Maybe there's something about middle age that makes that attractive?
Getting the line handlers ashore after the transit
The end


  1. Hi Mike, I have a couple of questions. (1) how long were the line handlers on your boat? days? did they sleep on deck, or where? (2) how did they get back to where they came from when you were through to the pacific? are you responsible for paying their way home? A faithful reader,

    1. Hello, faithful reader!

      The line handlers came aboard Saturday evening, spent the night on board, and then left the boat late in the day Sunday. Emma and Jude brought hammocks and were prepared to sleep on deck, but there had been some ogling from the guys on the launch (I missed it), and I think that because of that Alisa told them it would be better to sleep below. So we dropped our saloon table to make a double bunk for them (second time we've ever done that) and Denise slept on the starboard settee. The three line handlers all cabbed back to the other side, and we paid for that, which is standard procedure.

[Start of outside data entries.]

impl Default for CleanerConfig {
    fn default() -> Self {
        Self {
            categorical_column: "service_unit".to_string(),
            categories: BTreeMap::from([
                ("MICU".to_string(), 0),
                ("SICU".to_string(), 1),
                ("FICU".to_string(), 2),
            ]),
            drop_columns: vec!["day_icu_intime".to_string(), "sepsis_flg".to_string()],
            label_column: "mal_flg".to_string(),
            renamed_label: "cancer".to_string(),
            handle_unknown: HandleUnknown::Error,
        }
    }
}

/// Serialized form of a fitted cleaner.
pub type CleanerParams = CleanerConfig;

/// Outcome of cleaning a table.
///
/// Raw rows handed in for inference may come without the label column; that
/// is not an error, but callers have to decide what it means for them.
#[derive(Clone, Debug, PartialEq)]
pub enum CleanResult {
    /// The label column was present, renamed, and moved last.
    Cleaned(Frame),
    /// The label column was absent; the frame holds features only.
    NoLabelPresent(Frame),
}

impl CleanResult {
    pub fn frame(&self) -> &Frame {
        match self {
            CleanResult::Cleaned(frame) | CleanResult::NoLabelPresent(frame) => frame,
        }
    }

    pub fn into_frame(self) -> Frame {
        match self {
            CleanResult::Cleaned(frame) | CleanResult::NoLabelPresent(frame) => frame,
        }
    }

    pub fn has_label(&self) -> bool {
        matches!(self, CleanResult::Cleaned(_))
    }
}

/// Cleaner (unfitted).
#[derive(Clone, Debug, Default)]
pub struct Cleaner {
    config: CleanerConfig,
}

impl Cleaner {
    pub fn new(config: CleanerConfig) -> Self {
        Self { config }
    }

    pub fn with_handle_unknown(mut self, strategy: HandleUnknown) -> Self {
        self.config.handle_unknown = strategy;
        self
    }

    pub fn config(&self) -> &CleanerConfig {
        &self.config
    }
}

fn validate_config(config: &CleanerConfig) -> Result<(), PreprocessingError> {
    if config.categories.is_empty() {
        return Err(PreprocessingError::InvalidParameter(format!(
            "no category codes configured for `{}`",
            config.categorical_column
        )));
    }
    for dropped in &config.drop_columns {
        if dropped == &config.label_column || dropped == &config.categorical_column {
            return Err(PreprocessingError::InvalidParameter(format!(
                "`{dropped}` cannot be both dropped and kept"
            )));
        }
    }
    if config.renamed_label.is_empty() {
        return Err(PreprocessingError::InvalidParameter(
            "renamed label must not be empty".to_string(),
        ));
    }
    Ok(())
}

impl Transformer for Cleaner {
    type Input = Table;
    type Output = CleanResult;
    type Params = CleanerParams;
    type Fitted = FittedCleaner;

    fn fit(&self, _data: &Self::Input) -> Result<Self::Fitted, PreprocessingError> {
        validate_config(&self.config)?;
        Ok(FittedCleaner {
            config: self.config.clone(),
        })
    }
}

/// Fitted cleaner ready for inference.
#[derive(Clone, Debug)]
pub struct FittedCleaner {
    config: CleanerConfig,
}

impl FittedCleaner {
    pub fn config(&self) -> &CleanerConfig {
        &self.config
    }

    fn recode(&self, data: &ColumnData) -> Result<Vec<f64>, PreprocessingError> {
        let column = &self.config.categorical_column;
        let unknown = |value: String| match self.config.handle_unknown {
            HandleUnknown::Error => Err(PreprocessingError::UnknownCategory {
                column: column.clone(),
                value,
            }),
            HandleUnknown::Ignore => Ok(f64::NAN),
        };

        match data {
            ColumnData::Text(values) => values
                .iter()
                .map(|cell| match cell {
                    None => Ok(f64::NAN),
                    Some(text) => match self.config.categories.get(text) {
                        Some(&code) => Ok(f64::from(code)),
                        None => unknown(text.clone()),
                    },
                })
                .collect(),
            // Already-encoded input: accept the codes we know and nothing else.
            ColumnData::Numeric(values) => values
                .iter()
                .map(|&value| {
                    let known = value.is_nan()
                        || self
                            .config
                            .categories
                            .values()
                            .any(|&code| f64::from(code) == value);
                    if known {
                        Ok(value)
                    } else {
                        unknown(value.to_string())
                    }
                })
                .collect(),
        }
    }
}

  2. Hey! We went through with Moises too! Cool guy. we had him for the first half though. Welcome to the other side :)

  3. Good job! We are glad to be again on the same Ocean with you guys.

    1. And with you guys! I wonder if we'll see you at Chiriquí??

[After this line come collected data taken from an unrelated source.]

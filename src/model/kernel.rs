//! Kernel functions for the support-vector classifier.

use ndarray::{Array2, ArrayView1};
use serde::{Deserialize, Serialize};

/// Kernel family chosen in configuration.
#[derive(Clone, Copy, Debug, Default, PartialEq, Eq, Serialize, Deserialize)]
#[serde(rename_all = "snake_case")]
pub enum KernelKind {
    #[default]
    Rbf,
    Linear,
}

/// RBF width: derived from the training data or given explicitly.
///
/// In TOML this is either the string `"scale"` or a positive number.
#[derive(Clone, Copy, Debug, Default, PartialEq, Serialize, Deserialize)]
#[serde(from = "GammaRepr", into = "GammaRepr")]
pub enum Gamma {
    /// `1 / (n_features * var(X))`, or `1.0` for constant `X`.
    #[default]
    Scale,
    Value(f64),
}

#[derive(Clone, Copy, Serialize, Deserialize)]
#[serde(rename_all = "snake_case")]
enum GammaName {
    Scale,
}

#[derive(Clone, Copy, Serialize, Deserialize)]
#[serde(untagged)]
enum GammaRepr {
    Named(GammaName),
    Value(f64),
}

impl From<GammaRepr> for Gamma {
    fn from(repr: GammaRepr) -> Self {
        match repr {
            GammaRepr::Named(GammaName::Scale) => Gamma::Scale,
            GammaRepr::Value(v) => Gamma::Value(v),
        }
    }
}

impl From<Gamma> for GammaRepr {
    fn from(gamma: Gamma) -> Self {
        match gamma {
            Gamma::Scale => GammaRepr::Named(GammaName::Scale),
            Gamma::Value(v) => GammaRepr::Value(v),
        }
    }
}

impl Gamma {
    /// Concrete gamma for the training matrix `x`.
    pub fn resolve(&self, x: &Array2<f64>) -> f64 {
        match *self {
            Gamma::Value(v) => v,
            Gamma::Scale => {
                let var = if x.is_empty() { 0.0 } else { x.var(0.0) };
                if var > 0.0 {
                    1.0 / (x.ncols() as f64 * var)
                } else {
                    1.0
                }
            }
        }
    }
}

/// A kernel with all parameters resolved.
#[derive(Clone, Copy, Debug, PartialEq, Serialize, Deserialize)]
pub enum Kernel {
    /// `exp(-gamma * ||a - b||²)`
    Rbf { gamma: f64 },
    /// `<a, b>`
    Linear,
}

impl Kernel {
    pub fn new(kind: KernelKind, gamma: Gamma, x: &Array2<f64>) -> Self {
        match kind {
            KernelKind::Rbf => Kernel::Rbf {
                gamma: gamma.resolve(x),
            },
            KernelKind::Linear => Kernel::Linear,
        }
    }

    #[inline]
    pub fn compute(&self, a: ArrayView1<'_, f64>, b: ArrayView1<'_, f64>) -> f64 {
        match *self {
            Kernel::Rbf { gamma } => {
                let sq: f64 = a.iter().zip(b.iter()).map(|(x, y)| (x - y) * (x - y)).sum();
                (-gamma * sq).exp()
            }
            Kernel::Linear => a.dot(&b),
        }
    }

    /// Symmetric kernel matrix over the rows of `x`.
    pub fn gram(&self, x: &Array2<f64>) -> Array2<f64> {
        let n = x.nrows();
        let mut k = Array2::zeros((n, n));
        for i in 0..n {
            for j in i..n {
                let v = self.compute(x.row(i), x.row(j));
                k[[i, j]] = v;
                k[[j, i]] = v;
            }
        }
        k
    }
}

#[cfg(test)]
mod tests {
    use super::*;
    use approx::assert_abs_diff_eq;
    use ndarray::array;

    #[test]
    fn test_gamma_scale() {
        // var of [0, 1, 0, 1] = 0.25, two features -> 1 / 0.5
        let x = array![[0.0, 1.0], [0.0, 1.0]];
        assert_abs_diff_eq!(Gamma::Scale.resolve(&x), 2.0, epsilon = 1e-12);
        assert_eq!(Gamma::Scale.resolve(&array![[3.0], [3.0]]), 1.0);
        assert_eq!(Gamma::Value(0.1).resolve(&x), 0.1);
    }

    #[test]
    fn test_rbf_kernel() {
        let k = Kernel::Rbf { gamma: 0.5 };
        let a = array![0.0, 0.0];
        let b = array![1.0, 1.0];
        assert_abs_diff_eq!(k.compute(a.view(), b.view()), (-1.0f64).exp(), epsilon = 1e-12);
        assert_eq!(k.compute(a.view(), a.view()), 1.0);
    }

    #[test]
    fn test_gram_is_symmetric() {
        let x = array![[0.0, 1.0], [2.0, 3.0], [4.0, 0.5]];
        let gram = Kernel::Linear.gram(&x);
        assert_eq!(gram, gram.t());
        assert_eq!(gram[[0, 1]], 3.0);
    }

    #[test]
    fn test_gamma_from_toml() {
        #[derive(Deserialize)]
        struct Wrapper {
            gamma: Gamma,
        }
        let scale: Wrapper = toml::from_str("gamma = \"scale\"").unwrap();
        assert_eq!(scale.gamma, Gamma::Scale);
        let value: Wrapper = toml::from_str("gamma = 0.25").unwrap();
        assert_eq!(value.gamma, Gamma::Value(0.25));
    }
}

  4. Welcome back! I used to regularly single hand through the locks into Lake Union (Seattle)but the Canal is a totally different kettle of fish! Speaking of fish, I've always been amazed at the level of biological activity in the Pacific all the way from Alaska to the Canal. The Atlantic seems like a desert in comparison.

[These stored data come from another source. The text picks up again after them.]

//! Exhaustive hyperparameter search over `C` × `gamma`.
//!
//! Every candidate is scored by mean accuracy over stratified k-fold
//! cross-validation. Candidates are independent, so they run on the rayon
//! pool; results come back in grid order (`C` outer, `gamma` inner) and the
//! first candidate with the maximal mean score wins. The winner is refit on
//! the full training data.

use super::kernel::Gamma;
use super::svc::{FittedSvc, Svc};
use super::{check_training_data, InferenceModel, ModelError};
use crate::metrics::accuracy;
use ndarray::{Array2, Axis};
use rand::rngs::StdRng;
use rand::seq::SliceRandom;
use rand::SeedableRng;
use rayon::prelude::*;
use serde::{Deserialize, Serialize};

/// `num` evenly spaced values over `[start, stop]`, endpoints included.
pub fn linspace(start: f64, stop: f64, num: usize) -> Vec<f64> {
    match num {
        0 => Vec::new(),
        1 => vec![start],
        _ => {
            let step = (stop - start) / (num - 1) as f64;
            (0..num)
                .map(|i| if i == num - 1 { stop } else { start + i as f64 * step })
                .collect()
        }
    }
}

/// Candidate values for `C` and `gamma`.
#[derive(Clone, Debug, PartialEq, Serialize, Deserialize)]
pub struct ParamGrid {
    pub c: Vec<f64>,
    pub gamma: Vec<f64>,
}

impl ParamGrid {
    pub fn new(c: Vec<f64>, gamma: Vec<f64>) -> Self {
        Self { c, gamma }
    }

    /// The same `linspace(start, stop, num)` axis for both parameters.
    pub fn linspace(start: f64, stop: f64, num: usize) -> Self {
        let axis = linspace(start, stop, num);
        Self::new(axis.clone(), axis)
    }

    /// Drop values that are not valid for an SVC (`<= 0` or non-finite).
    pub fn positive_only(mut self) -> Self {
        let keep = |v: &f64| v.is_finite() && *v > 0.0;
        self.c.retain(keep);
        self.gamma.retain(keep);
        self
    }

    /// Cartesian product in evaluation order, `C` outer.
    pub fn candidates(&self) -> Vec<(f64, f64)> {
        self.c
            .iter()
            .flat_map(|&c| self.gamma.iter().map(move |&g| (c, g)))
            .collect()
    }

    pub fn len(&self) -> usize {
        self.c.len() * self.gamma.len()
    }

    pub fn is_empty(&self) -> bool {
        self.len() == 0
    }

    pub fn validate(&self) -> Result<(), ModelError> {
        if self.is_empty() {
            return Err(ModelError::InvalidParameter(
                "parameter grid is empty".to_string(),
            ));
        }
        for (name, values) in [("C", &self.c), ("gamma", &self.gamma)] {
            if let Some(bad) = values.iter().find(|v| !(v.is_finite() && **v > 0.0)) {
                return Err(ModelError::InvalidParameter(format!(
                    "{name} candidate {bad} is not positive"
                )));
            }
        }
        Ok(())
    }
}

/// Cross-validation settings.
#[derive(Clone, Copy, Debug, PartialEq, Eq, Serialize, Deserialize)]
#[serde(default)]
pub struct CrossValidation {
    pub n_folds: usize,
    pub shuffle: bool,
    pub seed: u64,
}

impl Default for CrossValidation {
    fn default() -> Self {
        Self {
            n_folds: 5,
            shuffle: false,
            seed: 0,
        }
    }
}

/// Stratified k-fold `(train, test)` index pairs.
///
/// Members of each class are dealt round-robin over the folds (after a
/// seeded shuffle when enabled), so every fold keeps the class proportions.
pub fn stratified_k_fold(
    y: &[usize],
    cv: &CrossValidation,
) -> Result<Vec<(Vec<usize>, Vec<usize>)>, ModelError> {
    if cv.n_folds < 2 {
        return Err(ModelError::InvalidParameter(format!(
            "n_folds must be at least 2, got {}",
            cv.n_folds
        )));
    }

    let n_classes = y.iter().max().map_or(0, |&m| m + 1);
    let mut by_class: Vec<Vec<usize>> = vec![Vec::new(); n_classes];
    for (i, &label) in y.iter().enumerate() {
        by_class[label].push(i);
    }

    let mut rng = StdRng::seed_from_u64(cv.seed);
    let mut fold_of = vec![0usize; y.len()];
    for (class, members) in by_class.iter_mut().enumerate() {
        if members.is_empty() {
            continue;
        }
        if members.len() < cv.n_folds {
            return Err(ModelError::TooFewSamples {
                class,
                count: members.len(),
                n_folds: cv.n_folds,
            });
        }
        if cv.shuffle {
            members.shuffle(&mut rng);
        }
        for (k, &i) in members.iter().enumerate() {
            fold_of[i] = k % cv.n_folds;
        }
    }

    Ok((0..cv.n_folds)
        .map(|fold| {
            let (test, train): (Vec<usize>, Vec<usize>) =
                (0..y.len()).partition(|&i| fold_of[i] == fold);
            (train, test)
        })
        .collect())
}

/// Cross-validation scores of one candidate.
#[derive(Clone, Debug, PartialEq, Serialize, Deserialize)]
pub struct TrialResult {
    pub c: f64,
    pub gamma: f64,
    pub fold_scores: Vec<f64>,
    pub mean_score: f64,
    pub std_score: f64,
}

/// What the search found, kept next to the refit model.
#[derive(Clone, Debug, PartialEq, Serialize, Deserialize)]
pub struct SearchSummary {
    pub best_c: f64,
    pub best_gamma: f64,
    pub best_score: f64,
    pub n_folds: usize,
    pub trials: Vec<TrialResult>,
}

/// Grid search around a base [`Svc`] (kernel, class weights, tolerances).
#[derive(Clone, Debug)]
pub struct GridSearch {
    estimator: Svc,
    grid: ParamGrid,
    cv: CrossValidation,
}

impl GridSearch {
    pub fn new(estimator: Svc, grid: ParamGrid) -> Self {
        Self {
            estimator,
            grid,
            cv: CrossValidation::default(),
        }
    }

    pub fn with_cv(mut self, cv: CrossValidation) -> Self {
        self.cv = cv;
        self
    }

    pub fn grid(&self) -> &ParamGrid {
        &self.grid
    }

    fn candidate(&self, c: f64, gamma: f64) -> Svc {
        self.estimator.clone().with_c(c).with_gamma(Gamma::Value(gamma))
    }

    fn evaluate(
        &self,
        x: &Array2<f64>,
        y: &[usize],
        folds: &[(Vec<usize>, Vec<usize>)],
        c: f64,
        gamma: f64,
    ) -> Result<TrialResult, ModelError> {
        let svc = self.candidate(c, gamma);
        let fold_scores = folds
            .iter()
            .map(|(train, test)| {
                let y_train: Vec<usize> = train.iter().map(|&i| y[i]).collect();
                let y_test: Vec<usize> = test.iter().map(|&i| y[i]).collect();
                let fitted = svc.fit(&x.select(Axis(0), train), &y_train)?;
                accuracy(&y_test, &fitted.predict(&x.select(Axis(0), test))?)
            })
            .collect::<Result<Vec<f64>, ModelError>>()?;

        let n = fold_scores.len() as f64;
        let mean_score = fold_scores.iter().sum::<f64>() / n;
        let std_score =
            (fold_scores.iter().map(|s| (s - mean_score).powi(2)).sum::<f64>() / n).sqrt();
        log::debug!("C={c:.4} gamma={gamma:.4}: mean accuracy {mean_score:.4} (+/- {std_score:.4})");

        Ok(TrialResult {
            c,
            gamma,
            fold_scores,
            mean_score,
            std_score,
        })
    }

    /// Search the grid, then refit the best candidate on all of `x`.
    pub fn fit(&self, x: &Array2<f64>, y: &[usize]) -> Result<FittedGridSearch, ModelError> {
        self.grid.validate()?;
        self.estimator.config().validate()?;
        check_training_data(x, y)?;

        let folds = stratified_k_fold(y, &self.cv)?;
        let candidates = self.grid.candidates();
        log::info!(
            "Grid search: {} candidates x {} folds",
            candidates.len(),
            folds.len()
        );

        let trials = candidates
            .par_iter()
            .map(|&(c, gamma)| self.evaluate(x, y, &folds, c, gamma))
            .collect::<Result<Vec<_>, ModelError>>()?;

        let mut best = &trials[0];
        for trial in &trials[1..] {
            if trial.mean_score > best.mean_score {
                best = trial;
            }
        }
        log::info!(
            "Best parameters: C={}, gamma={} (mean accuracy {:.4})",
            best.c,
            best.gamma,
            best.mean_score
        );

        let best_estimator = self.candidate(best.c, best.gamma).fit(x, y)?;
        let summary = SearchSummary {
            best_c: best.c,
            best_gamma: best.gamma,
            best_score: best.mean_score,
            n_folds: self.cv.n_folds,
            trials,
        };

        Ok(FittedGridSearch {
            best_estimator,
            summary,
        })
    }
}

/// Result of a grid search: the refit best model plus the score table.
#[derive(Clone, Debug)]
pub struct FittedGridSearch {
    best_estimator: FittedSvc,
    summary: SearchSummary,
}

impl FittedGridSearch {
    /// `(C, gamma)` of the winning candidate.
    pub fn best_params(&self) -> (f64, f64) {
        (self.summary.best_c, self.summary.best_gamma)
    }

    pub fn best_score(&self) -> f64 {
        self.summary.best_score
    }

    pub fn trials(&self) -> &[TrialResult] {
        &self.summary.trials
    }

    pub fn best_estimator(&self) -> &FittedSvc {
        &self.best_estimator
    }

    pub fn summary(&self) -> &SearchSummary {
        &self.summary
    }

    pub fn into_parts(self) -> (FittedSvc, SearchSummary) {
        (self.best_estimator, self.summary)
    }
}

impl InferenceModel for FittedGridSearch {
    fn predict(&self, x: &Array2<f64>) -> Result<Vec<usize>, ModelError> {
        self.best_estimator.predict(x)
    }

    fn n_features_in(&self) -> usize {
        self.best_estimator.n_features_in()
    }
}

#[cfg(test)]
mod tests {
    use super::*;
    use ndarray::array;

    fn blobs() -> (Array2<f64>, Vec<usize>) {
        let x = array![
            [0.10, 0.20],
            [0.20, 0.10],
            [0.15, 0.30],
            [0.30, 0.20],
            [0.25, 0.25],
            [0.80, 0.90],
            [0.90, 0.80],
            [0.85, 0.70],
            [0.70, 0.85],
            [0.75, 0.75],
        ];
        (x, vec![0, 0, 0, 0, 0, 1, 1, 1, 1, 1])
    }

    #[test]
    fn test_linspace_matches_endpoints() {
        assert_eq!(linspace(0.0, 1.0, 5), vec![0.0, 0.25, 0.5, 0.75, 1.0]);
        assert_eq!(linspace(3.0, 7.0, 1), vec![3.0]);
        assert!(linspace(0.0, 1.0, 0).is_empty());

        let axis = linspace(0.01, 10.0, 5);
        assert_eq!(axis.len(), 5);
        assert_eq!(axis[0], 0.01);
        assert_eq!(axis[4], 10.0);
    }

    #[test]
    fn test_positive_only_grid() {
        let grid = ParamGrid::linspace(-10.0, 10.0, 30).positive_only();
        assert_eq!(grid.c.len(), 15);
        assert!(grid.c.iter().all(|&v| v > 0.0));
        assert_eq!(grid.len(), 225);
    }

    #[test]
    fn test_candidates_order() {
        let grid = ParamGrid::new(vec![1.0, 2.0], vec![0.1, 0.2]);
        assert_eq!(
            grid.candidates(),
            vec![(1.0, 0.1), (1.0, 0.2), (2.0, 0.1), (2.0, 0.2)]
        );
    }

    #[test]
    fn test_grid_rejects_non_positive_values() {
        let (x, y) = blobs();
        let search = GridSearch::new(Svc::new(), ParamGrid::new(vec![-1.0, 1.0], vec![0.5]));
        assert!(matches!(
            search.fit(&x, &y),
            Err(ModelError::InvalidParameter(_))
        ));
    }

    #[test]
    fn test_stratified_k_fold_keeps_class_balance() {
        let y = vec![0, 0, 0, 0, 0, 0, 1, 1, 1];
        let folds = stratified_k_fold(
            &y,
            &CrossValidation {
                n_folds: 3,
                shuffle: true,
                seed: 7,
            },
        )
        .unwrap();

        assert_eq!(folds.len(), 3);
        let mut seen = vec![0usize; y.len()];
        for (train, test) in &folds {
            assert_eq!(train.len() + test.len(), y.len());
            assert_eq!(test.iter().filter(|&&i| y[i] == 1).count(), 1);
            assert_eq!(test.iter().filter(|&&i| y[i] == 0).count(), 2);
            for &i in test {
                seen[i] += 1;
            }
        }
        assert!(seen.iter().all(|&n| n == 1));
    }

    #[test]
    fn test_stratified_k_fold_too_few_samples() {
        let y = vec![0, 0, 0, 0, 0, 1, 1];
        let result = stratified_k_fold(&y, &CrossValidation::default());
        assert!(matches!(
            result,
            Err(ModelError::TooFewSamples {
                class: 1,
                count: 2,
                n_folds: 5
            })
        ));
    }

    #[test]
    fn test_grid_search_finds_separating_model() {
        let (x, y) = blobs();
        let search = GridSearch::new(Svc::new(), ParamGrid::new(vec![1.0, 10.0], vec![0.5, 5.0]));
        let fitted = search.fit(&x, &y).unwrap();

        assert_eq!(fitted.trials().len(), 4);
        assert_eq!(fitted.best_score(), 1.0);
        assert_eq!(fitted.predict(&x).unwrap(), y);
        assert_eq!(fitted.n_features_in(), 2);
    }

    #[test]
    fn test_grid_search_tie_break_prefers_grid_order() {
        let (x, y) = blobs();
        let fitted = GridSearch::new(Svc::new(), ParamGrid::new(vec![1.0, 10.0], vec![0.5, 5.0]))
            .fit(&x, &y)
            .unwrap();
        let first_best = fitted
            .trials()
            .iter()
            .find(|t| t.mean_score == fitted.best_score())
            .unwrap();
        assert_eq!(fitted.best_params(), (first_best.c, first_best.gamma));
    }

    #[test]
    fn test_grid_search_is_deterministic() {
        let (x, y) = blobs();
        let search = GridSearch::new(Svc::new(), ParamGrid::linspace(0.5, 5.0, 3)).with_cv(
            CrossValidation {
                n_folds: 5,
                shuffle: true,
                seed: 3,
            },
        );
        let a = search.fit(&x, &y).unwrap();
        let b = search.fit(&x, &y).unwrap();
        assert_eq!(a.summary(), b.summary());
    }
}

    One can only hope that the ongoing Fukushima radiation plume will not impact the oceanic food chain in the North Pacific.

    1. Horizonstar! Always a pleasure to hear from you.

      Roger that about the Pacific. Upwelling along much of the NE Pacific coast, of course, which helps a lot. And then, Alaska is just naturally lively, I suppose. And, no, the Panama Canal would not be the place to singlehand. Even though we are steel and much more robust to hitting stuff than most other yachts, there's still lots of delicate stuff on our boat. Like, the rig, for instance.

      And, Fukushima isn't on my radar in terms of North Pacific ecology. There were talks about it at the latest North Pacific marine science (PICES) meeting...a really cool one about the magnitude of flotsam that is washing up in the NE Pacific and the attendant possibility of introduced species. I would have thought the radiation wouldn't pencil out to be enough to have basin-scale food web implications, but maybe I would be wrong?

  5. Hi Mike,
    re Fukushima, I certainly don't have either reliable information or the scientific competence to assess it's basin-wide impact. What we do know is: (1) the quantity of radiation emitted from the disaster has been underestimated/covered up or is simply unknown. (2) debris from the Japanese tidal wave have ended up on north American beaches verifying known patterns of oceanic circulation. (3) The food chain is a pyramid and small changes can have drastic and unforeseen impacts. (for example increase in oceanic PH originating from absorption of atmospheric CO2 reduces the ability of organisms at the bottom of the food chain to form exoskeletons.) Even with the level of dilution, is it possible that increased radiation could break a key link in the food chain?
    It certainly makes no sense to talk about dilution without factoring in current patterns and stratification by salinity and temperature gradation. What does the science say, and has it been adequately studied?

    I realize that this is not your area of specialization, but it's always good to talk with somebody with a better base for understanding than I have.

  6. I think we'll go the other way round! Nice to see you're on the home stretch. Have a safe and fun sail further!